WORK INSTRUCTION: Find every line in the records below that holds the word "state", and copy each one.

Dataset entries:

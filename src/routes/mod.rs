/**
 * Routes Module
 * API route handlers
 */
pub mod analytics;
pub mod auth;
pub mod blogs;
pub mod comments;
pub mod contact;
pub mod health;
pub mod projects;
pub mod skills;
pub mod upload;

use axum::http::Uri;
use serde::Serialize;

use crate::error::AppError;

/// Body of the like endpoints
#[derive(Debug, Serialize)]
pub struct LikeCount {
    pub likes: i64,
}

/// Fallback for unmatched paths
pub async fn not_found(uri: Uri) -> AppError {
    AppError::NotFound(format!("Route {} not found", uri.path()))
}
//! Caller network details: address, user agent and referrer.

use axum::{
    extract::{connect_info::MockConnectInfo, ConnectInfo, FromRequestParts},
    http::{header, request::Parts, Extensions, HeaderMap},
};
use std::{convert::Infallible, net::SocketAddr};

/// Connection peer recorded by the server, or by `MockConnectInfo` in tests.
fn peer_addr(extensions: &Extensions) -> Option<SocketAddr> {
    extensions
        .get::<ConnectInfo<SocketAddr>>()
        .map(|ConnectInfo(addr)| *addr)
        .or_else(|| {
            extensions
                .get::<MockConnectInfo<SocketAddr>>()
                .map(|MockConnectInfo(addr)| *addr)
        })
}

fn forwarded_for(headers: &HeaderMap) -> String {
    headers
        .get("x-forwarded-for")
        .and_then(|v| v.to_str().ok())
        .and_then(|v| v.split(',').next())
        .map(str::trim)
        .filter(|v| !v.is_empty())
        .map(str::to_string)
        .unwrap_or_else(|| "unknown".to_string())
}

/// Client IP: the connection peer, else the first `X-Forwarded-For` hop, else `"unknown"`.
pub fn client_ip(headers: &HeaderMap, extensions: &Extensions) -> String {
    match peer_addr(extensions) {
        Some(addr) => addr.ip().to_string(),
        None => forwarded_for(headers),
    }
}

#[derive(Debug, Clone)]
pub struct ClientInfo {
    pub ip: String,
    pub user_agent: Option<String>,
    pub referrer: Option<String>,
}

impl<S> FromRequestParts<S> for ClientInfo
where
    S: Send + Sync,
{
    type Rejection = Infallible;

    async fn from_request_parts(parts: &mut Parts, state: &S) -> Result<Self, Self::Rejection> {
        let ip = match ConnectInfo::<SocketAddr>::from_request_parts(parts, state).await {
            Ok(ConnectInfo(addr)) => addr.ip().to_string(),
            Err(_) => forwarded_for(&parts.headers),
        };
        let header_text = |name: header::HeaderName| {
            parts
                .headers
                .get(name)
                .and_then(|v| v.to_str().ok())
                .map(str::to_string)
        };
        Ok(ClientInfo {
            ip,
            user_agent: header_text(header::USER_AGENT),
            referrer: header_text(header::REFERER),
        })
    }
}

RESPONSE BOX:
    async fn from_request_parts(parts: &mut Parts, state: &S) -> Result<Self, Self::Rejection> {
        let ip = match ConnectInfo::<SocketAddr>::from_request_parts(parts, state).await {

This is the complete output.